Relationship between Socio-Demographic Factors and Eating Practices in a Multicultural Society ()
1. Introduction
Sociodemographics, the study of people in society [1] include factors such as gender, age [2], household income and education level [3] among other factors. In society, there are different levels of education and income, and thus a plethora of social economic status (SES) exists. Sociologists refer to the classification of society into different classes as social stratification and due to which there are inequalities that exist in society [4]. These factors have also been documented to have an impact on lifestyle practices, including diet, which in turn determine health. This is why diet is included among the lifestyle practices which determine health [5].
Eating practices are important factors to consider in public health nutrition as people eat every day and throughout the day. Therefore, observing dietary practices may give an idea of the nutritional status of individuals in the population. In addition, certain eating practices may predict future health problems, such as high fast food consumption and obesity as in US [6] .Other practices may be a form of prophylactic for certain diseases such as postulated in the French paradox. Studying eating practices within a population is complex due to the multiplicity of different factors which are involved in the process of choosing, acquiring, preparing and consuming food as demonstrated by Baranowski [7].
While the number of non communicable diseases (NCD) is on the rise, where-by Mauritius has not been spared [8] there is a continuous need to amass updated information on the underlying nutritional causes with respect to these diseases. Worldwide, there have been significant relationships found between socio-demographic profiles and certain eating practices. For instance, Europeans from lower SESs tend to eat less healthily than those from higher socioeconomic background [5]. In addition, high income has been shown to increase BMI [9] and concern for food safety has been related to socio-demographic factors such as ethnicity, age and gender [10].

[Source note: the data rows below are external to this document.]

use serde::Serialize;
use sqlx::{FromRow, PgPool};
use uuid::Uuid;

use crate::error::ApiError;
use crate::plans;

use super::calc::{self, NutrientTotals, Nutrients, Rates};

/// One item of the plan with its block's meal type and its dish's display
/// data, as read by the aggregation query. `dish_name` is None for bare
/// entries (no dish reference).
#[derive(Debug, Clone, FromRow)]
pub struct PlanItemRow {
    pub block_type: String,
    pub amount: f64,
    pub dish_name: Option<String>,
    pub unit: Option<String>,
    pub calories_per_100: Option<f64>,
    pub proteins_per_100: Option<f64>,
    pub fats_per_100: Option<f64>,
    pub carbs_per_100: Option<f64>,
}

impl PlanItemRow {
    fn rates(&self) -> Rates {
        Rates {
            calories: self.calories_per_100,
            proteins: self.proteins_per_100,
            fats: self.fats_per_100,
            carbs: self.carbs_per_100,
        }
    }
}

#[derive(Debug, Serialize, PartialEq)]
pub struct NutritionReport {
    #[serde(flatten)]
    pub totals: NutrientTotals,
    pub meal_types: String,
}

const SEPARATOR: &str = " | ";
const EMPTY_LISTING: &str = "Нет блюд";

fn meal_type_label(block_type: &str) -> &str {
    match block_type {
        "breakfast" => "Завтрак",
        "lunch" => "Обед",
        "dinner" => "Ужин",
        "snack" => "Перекус",
        other => other,
    }
}

fn format_amount(amount: f64) -> String {
    if amount.fract() == 0.0 {
        format!("{}", amount as i64)
    } else {
        amount.to_string()
    }
}

fn round(v: f64) -> i64 {
    v.round() as i64
}

/// Read-only: every item of the plan joined with its block type and dish
/// data, folded into the report. Never mutates persisted state.
pub async fn plan_nutrition(db: &PgPool, plan_id: Uuid) -> Result<NutritionReport, ApiError> {
    if !plans::repo::exists(db, plan_id).await? {
        return Err(ApiError::NotFound("meal plan"));
    }

    let rows = sqlx::query_as::<_, PlanItemRow>(
        r#"
        SELECT mb.type AS block_type, mi.amount,
               d.name AS dish_name, d.unit,
               d.calories_per_100, d.proteins_per_100, d.fats_per_100, d.carbs_per_100
        FROM meal_blocks mb
        JOIN meal_items mi ON mi.block_id = mb.id
        LEFT JOIN dishes d ON mi.dish_id = d.id
        WHERE mb.plan_id = $1
        ORDER BY mb.time_start, mb.id, mi.created_at, mi.id
        "#,
    )
    .bind(plan_id)
    .fetch_all(db)
    .await?;

    Ok(aggregate_rows(&rows))
}

/// Fold item rows into per-meal-type listings and grand totals.
///
/// Listings show each item's nutrients rounded individually; the grand
/// totals sum the unrounded values and round once at the end. Groups keep
/// the order meal types first appear in (rows arrive ordered by block
/// time).
pub fn aggregate_rows(rows: &[PlanItemRow]) -> NutritionReport {
    let mut totals = Nutrients::default();
    let mut groups: Vec<(String, Vec<String>)> = Vec::new();

    for row in rows {
        // Bare entries (plain water) contribute zero and are not listed.
        let Some(dish_name) = row.dish_name.as_deref() else {
            continue;
        };

        let nutrients = calc::for_amount(row.rates(), row.amount);
        totals += nutrients;

        let entry = format!(
            "{} ({} {}) [{}, {}, {}, {}]",
            dish_name,
            format_amount(row.amount),
            row.unit.as_deref().unwrap_or("г"),
            round(nutrients.calories),
            round(nutrients.proteins),
            round(nutrients.fats),
            round(nutrients.carbs),
        );

        let label = meal_type_label(&row.block_type);
        match groups.iter_mut().find(|(l, _)| l.as_str() == label) {
            Some((_, entries)) => entries.push(entry),
            None => groups.push((label.to_string(), vec![entry])),
        }
    }

    let meal_types = if groups.is_empty() {
        EMPTY_LISTING.to_string()
    } else {
        groups
            .iter()
            .map(|(label, entries)| format!("{}: {}", label, entries.join(SEPARATOR)))
            .collect::<Vec<_>>()
            .join(SEPARATOR)
    };

    NutritionReport {
        totals: totals.rounded(),
        meal_types,
    }
}

#[cfg(test)]
mod tests {
    use super::*;

    fn dish_row(block_type: &str, name: &str, amount: f64, calories: f64) -> PlanItemRow {
        PlanItemRow {
            block_type: block_type.into(),
            amount,
            dish_name: Some(name.into()),
            unit: Some("г".into()),
            calories_per_100: Some(calories),
            proteins_per_100: Some(10.0),
            fats_per_100: Some(5.0),
            carbs_per_100: Some(20.0),
        }
    }

    #[test]
    fn single_item_rounds_into_listing_and_totals() {
        // 150g of a 200 cal/100g dish
        let report = aggregate_rows(&[dish_row("breakfast", "Овсянка", 150.0, 200.0)]);
        assert_eq!(report.totals.total_calories, 300);
        assert_eq!(report.totals.total_proteins, 15);
        assert_eq!(report.totals.total_fats, 8);
        assert_eq!(report.totals.total_carbs, 30);
        assert_eq!(report.meal_types, "Завтрак: Овсянка (150 г) [300, 15, 8, 30]");
    }

    #[test]
    fn totals_sum_unrounded_values_before_rounding() {
        // 33g and 34g at 200 cal/100g: 66 + 68 = 134
        let report = aggregate_rows(&[
            dish_row("lunch", "Суп", 33.0, 200.0),
            dish_row("lunch", "Хлеб", 34.0, 200.0),
        ]);
        assert_eq!(report.totals.total_calories, 134);

        // 33g twice at 125 cal/100g: each item displays round(41.25) = 41,
        // but the total is round(82.5) = 83, not 41 + 41.
        let report = aggregate_rows(&[
            dish_row("lunch", "Суп", 33.0, 125.0),
            dish_row("lunch", "Хлеб", 33.0, 125.0),
        ]);
        assert_eq!(report.totals.total_calories, 83);
        assert!(report.meal_types.contains("Суп (33 г) [41,"));
    }

    #[test]
    fn bare_entries_contribute_zero_and_are_not_listed() {
        let water = PlanItemRow {
            block_type: "breakfast".into(),
            amount: 250.0,
            dish_name: None,
            unit: None,
            calories_per_100: None,
            proteins_per_100: None,
            fats_per_100: None,
            carbs_per_100: None,
        };
        let report = aggregate_rows(&[water, dish_row("breakfast", "Каша", 100.0, 90.0)]);
        assert_eq!(report.totals.total_calories, 90);
        assert_eq!(report.meal_types, "Завтрак: Каша (100 г) [90, 10, 5, 20]");
    }

    #[test]
    fn dish_without_rates_is_listed_with_zeros() {
        let row = PlanItemRow {
            block_type: "snack".into(),
            amount: 200.0,
            dish_name: Some("Чай".into()),
            unit: None,
            calories_per_100: None,
            proteins_per_100: None,
            fats_per_100: None,
            carbs_per_100: None,
        };
        let report = aggregate_rows(&[row]);
        assert_eq!(report.totals.total_calories, 0);
        assert_eq!(report.meal_types, "Перекус: Чай (200 г) [0, 0, 0, 0]");
    }

    #[test]
    fn empty_plan_yields_zero_totals_and_empty_listing() {
        let report = aggregate_rows(&[]);
        assert_eq!(report.totals.total_calories, 0);
        assert_eq!(report.totals.total_proteins, 0);
        assert_eq!(report.totals.total_fats, 0);
        assert_eq!(report.totals.total_carbs, 0);
        assert_eq!(report.meal_types, "Нет блюд");
    }

    #[test]
    fn unknown_meal_types_pass_through_untranslated() {
        let report = aggregate_rows(&[dish_row("second_breakfast", "Йогурт", 100.0, 60.0)]);
        assert!(report.meal_types.starts_with("second_breakfast: "));
    }

    #[test]
    fn groups_keep_first_appearance_order() {
        let report = aggregate_rows(&[
            dish_row("breakfast", "Овсянка", 100.0, 100.0),
            dish_row("lunch", "Суп", 100.0, 100.0),
            dish_row("breakfast", "Кофе", 50.0, 2.0),
        ]);
        assert_eq!(
            report.meal_types,
            "Завтрак: Овсянка (100 г) [100, 10, 5, 20] | Кофе (50 г) [1, 5, 3, 10] \
             | Обед: Суп (100 г) [100, 10, 5, 20]"
        );
    }

    #[test]
    fn fractional_amounts_are_printed_as_entered() {
        let report = aggregate_rows(&[dish_row("dinner", "Рыба", 150.5, 100.0)]);
        assert!(report.meal_types.contains("Рыба (150.5 г)"));
    }

    #[test]
    fn report_serializes_flat_like_the_wire_format() {
        let report = aggregate_rows(&[dish_row("breakfast", "Овсянка", 150.0, 200.0)]);
        let json = serde_json::to_value(&report).unwrap();
        assert_eq!(json["total_calories"], 300);
        assert_eq!(json["meal_types"], "Завтрак: Овсянка (150 г) [300, 15, 8, 30]");
    }
}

In view of the fact that there is a dearth of data pertaining to socio-demographic factors and eating practices in a multicultural country like Mauritius, this research was therefore designed and geared to gather relevant information on the topic. We also aimed at investigating the different eating practices in a representative adult sample population of Mauritius and to establish significant relationships and/or differences, if any, between these eating practices and common socio-demographic and socio-economic factors.
2. Methods
2.1. Questionnaire Design
The tool used to conduct the survey was a self designed questionnaire which was divided into different parts and adapted from Siega Riz, et al. [11], and Anderson and Morris [1]. A validated food frequency table was also inserted that covered questions about the 11 major food categories and the answers as described previously [5].
2.2. Sampling
A pilot study of about 20 questionnaires was conducted and appropriate changes were made accordingly. The study conducted was a cross sectional study of the Mauritian population amongst adults aged 21 years and above. According to the recent Mauritius Central Statistic Office census, this population size totalled to 831,482. Based on Krejcie and Morgan, [12] a sample size of 384 was needed to represent a cross-section of the population at a 95% confidence level, a ±5% margin of error and a 0.5 degree of variability. The sampling was conducted randomly at different locations of the Island, both urban and rural.

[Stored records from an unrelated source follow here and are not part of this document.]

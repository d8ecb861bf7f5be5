use axum::{
    http::StatusCode,
    response::{IntoResponse, Response},
    Json,
};
use serde::Serialize;
use serde_json::Value;
use thiserror::Error;
use tracing::error;

/// Application error taxonomy. Every service and repo failure funnels into
/// one of these; the HTTP mapping lives in a single `IntoResponse` impl.
#[derive(Debug, Error)]
pub enum ApiError {
    /// Caller's fault: malformed time, missing required field.
    #[error("{message}")]
    Validation {
        message: String,
        details: Option<Value>,
    },

    /// Interval overlap or duplicate (user, date) plan. Carries the
    /// conflicting entity for display.
    #[error("{message}")]
    Conflict {
        message: String,
        details: Option<Value>,
    },

    #[error("{0} not found")]
    NotFound(&'static str),

    /// Any failure during the atomic plan copy. The transaction is rolled
    /// back before this surfaces; partial copies are never observable.
    #[error("plan copy failed")]
    CopyFailed,

    /// Aggregated row data that does not parse into its typed form.
    #[error("malformed aggregated data: {0}")]
    Parse(String),

    /// Persistence collaborator failure, surfaced as-is and never retried.
    #[error(transparent)]
    Db(#[from] sqlx::Error),
}

impl ApiError {
    pub fn validation(message: impl Into<String>) -> Self {
        Self::Validation {
            message: message.into(),
            details: None,
        }
    }

    pub fn validation_with(message: impl Into<String>, details: Value) -> Self {
        Self::Validation {
            message: message.into(),
            details: Some(details),
        }
    }

    pub fn conflict(message: impl Into<String>) -> Self {
        Self::Conflict {
            message: message.into(),
            details: None,
        }
    }

    pub fn conflict_with(message: impl Into<String>, details: Value) -> Self {
        Self::Conflict {
            message: message.into(),
            details: Some(details),
        }
    }
}

#[derive(Debug, Serialize)]
struct ErrorBody {
    error: String,
    #[serde(skip_serializing_if = "Option::is_none")]
    details: Option<Value>,
}

impl IntoResponse for ApiError {
    fn into_response(self) -> Response {
        let (status, body) = match self {
            ApiError::Validation { message, details } => (
                StatusCode::BAD_REQUEST,
                ErrorBody {
                    error: message,
                    details,
                },
            ),
            ApiError::Conflict { message, details } => (
                StatusCode::CONFLICT,
                ErrorBody {
                    error: message,
                    details,
                },
            ),
            ApiError::NotFound(what) => (
                StatusCode::NOT_FOUND,
                ErrorBody {
                    error: format!("{what} not found"),
                    details: None,
                },
            ),
            ApiError::CopyFailed => (
                StatusCode::INTERNAL_SERVER_ERROR,
                ErrorBody {
                    error: "plan copy failed".into(),
                    details: None,
                },
            ),
            ApiError::Parse(detail) => {
                error!(%detail, "aggregated data failed to parse");
                (
                    StatusCode::INTERNAL_SERVER_ERROR,
                    ErrorBody {
                        error: "malformed aggregated data".into(),
                        details: None,
                    },
                )
            }
            // Opaque on the wire; the cause goes to the log only.
            ApiError::Db(e) => {
                error!(error = %e, "database error");
                (
                    StatusCode::INTERNAL_SERVER_ERROR,
                    ErrorBody {
                        error: "database error".into(),
                        details: None,
                    },
                )
            }
        };
        (status, Json(body)).into_response()
    }
}

#[cfg(test)]
mod tests {
    use super::*;
    use serde_json::json;

    #[test]
    fn validation_maps_to_400_with_details() {
        let err = ApiError::validation_with("missing fields", json!({"type": "required"}));
        let resp = err.into_response();
        assert_eq!(resp.status(), StatusCode::BAD_REQUEST);
    }

    #[test]
    fn conflict_maps_to_409() {
        let err = ApiError::conflict("interval overlaps an existing block");
        assert_eq!(err.into_response().status(), StatusCode::CONFLICT);
    }

    #[test]
    fn not_found_maps_to_404() {
        let err = ApiError::NotFound("meal plan");
        assert_eq!(err.to_string(), "meal plan not found");
        assert_eq!(err.into_response().status(), StatusCode::NOT_FOUND);
    }

    #[test]
    fn copy_failure_is_opaque_500() {
        let resp = ApiError::CopyFailed.into_response();
        assert_eq!(resp.status(), StatusCode::INTERNAL_SERVER_ERROR);
    }

    #[test]
    fn db_error_is_opaque_500() {
        let resp = ApiError::Db(sqlx::Error::RowNotFound).into_response();
        assert_eq!(resp.status(), StatusCode::INTERNAL_SERVER_ERROR);
    }

    #[test]
    fn error_body_omits_absent_details() {
        let body = ErrorBody {
            error: "database error".into(),
            details: None,
        };
        let json = serde_json::to_string(&body).unwrap();
        assert_eq!(json, r#"{"error":"database error"}"#);
    }
}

2.3. Data and Statistical Analysis
Data collected was analysed using SPSS version 16.0 and graphs were generated using Microsoft excel version 2007. χ2 tests, t-test and ANOVA were performed and p values of <0.05 were considered significant.
3. Results
3.1. Eating Home-Made versus Out of Home Meals
The information gathered concerning the types of meals consumed at lunch and dinner was grouped into two categories: home-made meals and out of home meals (OHMs). The numbers of days per week were categorized into three groups: “never”, “3 times per week or less” and “more than 3 times per week”. The resulting percentages are depicted in Figure 1.
Data presented in Figure 1 demonstrates that the majority of respondents reported “never or seldom” eating OHMs both for lunch (52%) and dinner (69%). Eating out for dinner “4 - 7 times per week” was five times less than eating out for lunch at the same frequency. Likewise, eating out “1 - 3 times per week” was greater for lunch than for dinner. Hence, in general, a higher frequency of OHMs for lunch was reported (33% and 15%) as compared to dinner (26% and 5%).

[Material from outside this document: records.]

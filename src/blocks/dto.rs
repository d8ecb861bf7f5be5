use serde::{Deserialize, Serialize};
use uuid::Uuid;

use super::repo::Block;
use super::services::format_time_of_day;

#[derive(Debug, Deserialize)]
pub struct BlocksQuery {
    pub plan_id: Option<Uuid>,
}

#[derive(Debug, Clone, Serialize, Deserialize)]
pub struct NewBlockItem {
    pub dish_id: Option<Uuid>,
    pub amount: f64,
    pub note: Option<String>,
}

#[derive(Debug, Deserialize)]
pub struct CreateBlockRequest {
    pub plan_id: Option<Uuid>,
    #[serde(rename = "type")]
    pub block_type: Option<String>,
    pub time_start: Option<String>,
    pub time_end: Option<String>,
    #[serde(default)]
    pub dishes: Vec<NewBlockItem>,
}

#[derive(Debug, Deserialize)]
pub struct UpdateBlockRequest {
    #[serde(rename = "type")]
    pub block_type: Option<String>,
    pub time_start: Option<String>,
    pub time_end: Option<String>,
}

/// Block with its interval serialized back to zero-padded HH:MM.
#[derive(Debug, Serialize)]
pub struct BlockResponse {
    pub id: Uuid,
    pub plan_id: Uuid,
    #[serde(rename = "type")]
    pub block_type: String,
    pub time_start: String,
    pub time_end: String,
    #[serde(skip_serializing_if = "Vec::is_empty")]
    pub dishes: Vec<NewBlockItem>,
}

impl BlockResponse {
    pub fn from_block(b: Block) -> Self {
        Self::with_dishes(b, Vec::new())
    }

    pub fn with_dishes(b: Block, dishes: Vec<NewBlockItem>) -> Self {
        Self {
            id: b.id,
            plan_id: b.plan_id,
            block_type: b.block_type,
            time_start: format_time_of_day(b.time_start),
            time_end: format_time_of_day(b.time_end),
            dishes,
        }
    }
}

#[cfg(test)]
mod tests {
    use super::*;
    use time::macros::time;

    #[test]
    fn response_times_are_zero_padded_hhmm() {
        let block = Block {
            id: Uuid::new_v4(),
            plan_id: Uuid::new_v4(),
            block_type: "breakfast".into(),
            time_start: time!(8:05),
            time_end: time!(9:00),
            created_at: time::OffsetDateTime::UNIX_EPOCH,
        };
        let resp = BlockResponse::from_block(block);
        assert_eq!(resp.time_start, "08:05");
        assert_eq!(resp.time_end, "09:00");

        let json = serde_json::to_value(&resp).unwrap();
        assert_eq!(json["type"], "breakfast");
        assert!(json.get("dishes").is_none());
    }
}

Table 1 shows that there was significant difference for both gender and place of residence with respect to the consumption of OHMs. The mean consumption of OHMs was higher in men than women at lunch and higher amongst rural than urban inhabitants at dinner. It was also found that the mean consumption of OHMs was significantly higher in young adults than in middle aged and elders, for both lunch and dinner. The mean consumption of OHMs was significantly different in tertiary educated respondents only for lunch. And significantly different to secondary educated respondents for dinner; tertiary educated respondents having the higher means. There was a significant difference in the mean consumption of OHMs amongst professionals as compared to each of manual workers, unemployed, retired and self-employed respondents.